[SOURCE DATA — start]

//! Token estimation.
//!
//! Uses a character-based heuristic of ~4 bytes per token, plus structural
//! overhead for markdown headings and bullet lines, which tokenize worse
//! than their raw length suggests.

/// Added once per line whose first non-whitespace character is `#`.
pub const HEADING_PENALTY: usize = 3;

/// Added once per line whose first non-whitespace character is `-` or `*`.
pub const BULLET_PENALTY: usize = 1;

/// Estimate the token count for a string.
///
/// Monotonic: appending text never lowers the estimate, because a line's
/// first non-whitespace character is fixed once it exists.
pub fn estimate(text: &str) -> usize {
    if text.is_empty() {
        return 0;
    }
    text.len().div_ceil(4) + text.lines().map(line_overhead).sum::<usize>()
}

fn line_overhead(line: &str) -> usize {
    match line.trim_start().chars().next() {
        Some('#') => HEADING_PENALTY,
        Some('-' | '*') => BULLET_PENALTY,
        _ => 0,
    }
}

[SOURCE DATA — finish]
[SOURCE DATA — start]

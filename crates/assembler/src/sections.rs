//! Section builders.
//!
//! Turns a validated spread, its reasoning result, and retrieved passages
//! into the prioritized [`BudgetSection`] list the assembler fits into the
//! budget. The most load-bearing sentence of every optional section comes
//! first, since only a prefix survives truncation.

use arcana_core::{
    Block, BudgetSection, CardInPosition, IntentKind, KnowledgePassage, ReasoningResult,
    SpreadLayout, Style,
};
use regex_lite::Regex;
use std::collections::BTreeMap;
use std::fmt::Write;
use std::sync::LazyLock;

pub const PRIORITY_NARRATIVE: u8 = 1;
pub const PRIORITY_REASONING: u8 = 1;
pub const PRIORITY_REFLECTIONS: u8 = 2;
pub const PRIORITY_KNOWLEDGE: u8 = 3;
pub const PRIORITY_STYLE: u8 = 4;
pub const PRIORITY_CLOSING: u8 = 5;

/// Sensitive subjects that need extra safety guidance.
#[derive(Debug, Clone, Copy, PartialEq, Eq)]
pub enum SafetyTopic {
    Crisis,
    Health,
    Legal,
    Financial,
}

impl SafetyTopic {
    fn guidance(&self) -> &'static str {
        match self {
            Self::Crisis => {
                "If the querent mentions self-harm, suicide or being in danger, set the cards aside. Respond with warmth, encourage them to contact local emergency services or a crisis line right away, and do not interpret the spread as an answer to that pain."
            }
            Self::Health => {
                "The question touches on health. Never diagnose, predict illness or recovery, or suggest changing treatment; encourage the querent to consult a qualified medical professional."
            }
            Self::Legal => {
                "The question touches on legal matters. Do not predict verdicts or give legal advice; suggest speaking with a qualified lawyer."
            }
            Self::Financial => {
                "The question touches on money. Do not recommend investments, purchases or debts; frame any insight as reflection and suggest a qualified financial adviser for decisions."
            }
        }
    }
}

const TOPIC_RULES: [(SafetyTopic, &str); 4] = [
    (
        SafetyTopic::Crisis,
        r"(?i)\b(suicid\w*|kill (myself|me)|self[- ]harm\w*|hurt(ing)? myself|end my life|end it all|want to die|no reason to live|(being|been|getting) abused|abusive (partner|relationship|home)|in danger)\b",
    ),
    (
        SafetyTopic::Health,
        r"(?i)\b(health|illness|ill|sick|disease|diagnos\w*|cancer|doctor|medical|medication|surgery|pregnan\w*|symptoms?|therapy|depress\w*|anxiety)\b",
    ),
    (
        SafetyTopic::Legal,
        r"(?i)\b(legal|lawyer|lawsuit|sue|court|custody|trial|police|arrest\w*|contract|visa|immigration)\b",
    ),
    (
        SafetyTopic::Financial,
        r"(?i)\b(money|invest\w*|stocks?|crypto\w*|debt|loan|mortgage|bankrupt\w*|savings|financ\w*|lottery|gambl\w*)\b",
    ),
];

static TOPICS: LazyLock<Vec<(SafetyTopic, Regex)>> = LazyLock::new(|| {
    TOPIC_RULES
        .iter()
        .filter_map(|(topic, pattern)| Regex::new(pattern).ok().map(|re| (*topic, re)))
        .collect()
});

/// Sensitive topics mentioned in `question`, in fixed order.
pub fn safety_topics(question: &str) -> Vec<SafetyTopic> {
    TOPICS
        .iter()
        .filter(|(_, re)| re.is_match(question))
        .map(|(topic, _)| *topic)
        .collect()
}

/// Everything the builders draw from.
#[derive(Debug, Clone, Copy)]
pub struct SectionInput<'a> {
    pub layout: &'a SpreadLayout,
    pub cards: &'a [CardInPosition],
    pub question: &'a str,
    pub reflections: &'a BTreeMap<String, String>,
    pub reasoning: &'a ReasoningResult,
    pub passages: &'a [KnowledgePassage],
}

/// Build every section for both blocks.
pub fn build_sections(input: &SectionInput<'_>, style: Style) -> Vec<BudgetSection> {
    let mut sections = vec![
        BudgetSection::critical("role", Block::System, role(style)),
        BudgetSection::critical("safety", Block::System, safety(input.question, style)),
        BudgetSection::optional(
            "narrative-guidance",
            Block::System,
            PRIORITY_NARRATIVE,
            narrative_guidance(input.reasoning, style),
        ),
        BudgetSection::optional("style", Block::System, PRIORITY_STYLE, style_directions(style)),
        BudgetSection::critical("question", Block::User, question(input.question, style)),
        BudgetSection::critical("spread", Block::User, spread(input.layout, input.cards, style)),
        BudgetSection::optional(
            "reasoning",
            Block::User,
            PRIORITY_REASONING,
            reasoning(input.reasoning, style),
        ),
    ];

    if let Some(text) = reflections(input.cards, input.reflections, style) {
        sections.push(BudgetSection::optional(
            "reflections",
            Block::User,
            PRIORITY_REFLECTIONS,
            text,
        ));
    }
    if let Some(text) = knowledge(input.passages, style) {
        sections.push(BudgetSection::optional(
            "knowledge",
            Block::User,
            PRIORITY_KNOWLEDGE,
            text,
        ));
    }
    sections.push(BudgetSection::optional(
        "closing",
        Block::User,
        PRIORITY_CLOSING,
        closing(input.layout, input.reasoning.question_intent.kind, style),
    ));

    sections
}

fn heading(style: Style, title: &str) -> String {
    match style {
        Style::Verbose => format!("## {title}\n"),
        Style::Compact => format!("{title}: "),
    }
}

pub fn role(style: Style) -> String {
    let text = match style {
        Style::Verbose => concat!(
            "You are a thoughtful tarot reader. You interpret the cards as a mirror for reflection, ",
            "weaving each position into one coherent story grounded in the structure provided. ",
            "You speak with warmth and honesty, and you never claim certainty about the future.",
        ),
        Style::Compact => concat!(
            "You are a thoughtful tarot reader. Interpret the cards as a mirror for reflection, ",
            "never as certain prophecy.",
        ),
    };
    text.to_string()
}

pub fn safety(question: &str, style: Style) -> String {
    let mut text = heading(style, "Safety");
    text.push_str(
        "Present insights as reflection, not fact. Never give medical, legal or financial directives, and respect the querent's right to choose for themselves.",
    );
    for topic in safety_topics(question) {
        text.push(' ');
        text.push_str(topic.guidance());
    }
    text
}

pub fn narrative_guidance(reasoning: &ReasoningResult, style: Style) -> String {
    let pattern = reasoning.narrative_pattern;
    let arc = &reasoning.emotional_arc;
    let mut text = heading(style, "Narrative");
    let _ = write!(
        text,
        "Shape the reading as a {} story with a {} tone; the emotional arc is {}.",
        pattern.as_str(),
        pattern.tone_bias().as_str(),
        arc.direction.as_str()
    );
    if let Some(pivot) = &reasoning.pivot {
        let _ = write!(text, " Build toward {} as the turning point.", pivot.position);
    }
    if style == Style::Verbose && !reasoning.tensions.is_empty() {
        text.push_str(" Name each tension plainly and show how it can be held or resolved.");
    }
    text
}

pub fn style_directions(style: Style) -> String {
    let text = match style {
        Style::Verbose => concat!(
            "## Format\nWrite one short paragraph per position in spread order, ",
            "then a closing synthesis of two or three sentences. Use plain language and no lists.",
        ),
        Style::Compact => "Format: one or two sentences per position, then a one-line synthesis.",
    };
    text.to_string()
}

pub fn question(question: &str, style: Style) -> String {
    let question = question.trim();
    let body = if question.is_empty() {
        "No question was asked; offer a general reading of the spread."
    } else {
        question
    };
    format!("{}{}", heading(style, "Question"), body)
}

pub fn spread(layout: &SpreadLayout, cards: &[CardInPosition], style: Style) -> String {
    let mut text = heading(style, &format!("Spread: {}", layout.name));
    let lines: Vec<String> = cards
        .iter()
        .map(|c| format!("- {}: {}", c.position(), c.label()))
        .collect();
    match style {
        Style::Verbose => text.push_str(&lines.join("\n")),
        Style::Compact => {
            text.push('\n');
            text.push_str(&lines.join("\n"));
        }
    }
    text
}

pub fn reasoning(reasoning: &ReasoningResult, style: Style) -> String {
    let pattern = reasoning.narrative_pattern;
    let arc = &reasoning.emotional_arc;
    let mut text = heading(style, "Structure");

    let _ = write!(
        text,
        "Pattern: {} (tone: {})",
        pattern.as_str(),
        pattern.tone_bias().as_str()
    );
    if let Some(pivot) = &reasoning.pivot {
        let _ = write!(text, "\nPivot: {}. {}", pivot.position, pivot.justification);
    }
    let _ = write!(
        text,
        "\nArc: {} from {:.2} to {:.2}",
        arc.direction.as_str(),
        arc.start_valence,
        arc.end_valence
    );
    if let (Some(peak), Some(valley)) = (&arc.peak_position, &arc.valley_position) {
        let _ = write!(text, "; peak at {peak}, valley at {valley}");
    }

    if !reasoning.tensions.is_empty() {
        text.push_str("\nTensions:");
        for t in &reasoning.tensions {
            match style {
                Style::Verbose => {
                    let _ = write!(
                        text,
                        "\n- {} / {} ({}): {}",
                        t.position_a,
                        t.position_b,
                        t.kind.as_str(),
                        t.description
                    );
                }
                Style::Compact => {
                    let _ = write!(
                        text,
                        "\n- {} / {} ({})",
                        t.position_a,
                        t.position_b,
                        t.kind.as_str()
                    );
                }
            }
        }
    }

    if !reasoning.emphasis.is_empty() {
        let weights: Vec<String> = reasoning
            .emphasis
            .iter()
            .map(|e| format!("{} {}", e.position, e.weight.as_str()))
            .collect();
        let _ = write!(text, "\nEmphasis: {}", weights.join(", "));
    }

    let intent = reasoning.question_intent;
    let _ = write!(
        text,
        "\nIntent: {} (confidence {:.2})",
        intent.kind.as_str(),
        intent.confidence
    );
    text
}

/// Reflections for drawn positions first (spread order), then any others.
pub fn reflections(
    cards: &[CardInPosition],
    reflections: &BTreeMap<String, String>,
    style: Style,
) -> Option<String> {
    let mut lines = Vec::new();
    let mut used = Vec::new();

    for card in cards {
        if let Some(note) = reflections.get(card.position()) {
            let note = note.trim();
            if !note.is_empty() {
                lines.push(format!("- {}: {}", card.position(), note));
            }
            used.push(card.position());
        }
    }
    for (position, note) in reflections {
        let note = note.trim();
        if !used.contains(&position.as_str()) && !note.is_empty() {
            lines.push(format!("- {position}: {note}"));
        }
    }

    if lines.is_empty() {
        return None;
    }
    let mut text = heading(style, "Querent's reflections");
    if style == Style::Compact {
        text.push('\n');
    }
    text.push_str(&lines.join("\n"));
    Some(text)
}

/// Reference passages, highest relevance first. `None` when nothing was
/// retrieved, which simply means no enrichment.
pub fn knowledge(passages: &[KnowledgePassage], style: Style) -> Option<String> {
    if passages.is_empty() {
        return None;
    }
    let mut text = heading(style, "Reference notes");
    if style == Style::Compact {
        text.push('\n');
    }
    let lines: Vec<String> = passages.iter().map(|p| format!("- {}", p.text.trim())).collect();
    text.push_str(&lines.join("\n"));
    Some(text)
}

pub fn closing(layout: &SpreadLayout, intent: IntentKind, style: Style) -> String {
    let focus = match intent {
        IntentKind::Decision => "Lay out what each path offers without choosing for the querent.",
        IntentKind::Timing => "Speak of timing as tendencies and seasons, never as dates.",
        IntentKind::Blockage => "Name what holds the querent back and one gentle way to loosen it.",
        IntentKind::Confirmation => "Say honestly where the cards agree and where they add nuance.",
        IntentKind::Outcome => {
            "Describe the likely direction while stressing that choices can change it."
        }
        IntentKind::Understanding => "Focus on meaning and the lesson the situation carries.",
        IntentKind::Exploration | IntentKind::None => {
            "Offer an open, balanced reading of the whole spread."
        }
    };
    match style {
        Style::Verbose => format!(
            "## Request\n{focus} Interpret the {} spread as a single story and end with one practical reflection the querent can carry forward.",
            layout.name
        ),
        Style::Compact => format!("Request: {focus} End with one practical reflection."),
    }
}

[SOURCE DATA — finish]

▶ _ACTIVITY_: Each line above that holds the string "title" should be copied and shown.

▶ _RESPONSE AREA_:
fn heading(style: Style, title: &str) -> String {
        Style::Verbose => format!("## {title}\n"),
        Style::Compact => format!("{title}: "),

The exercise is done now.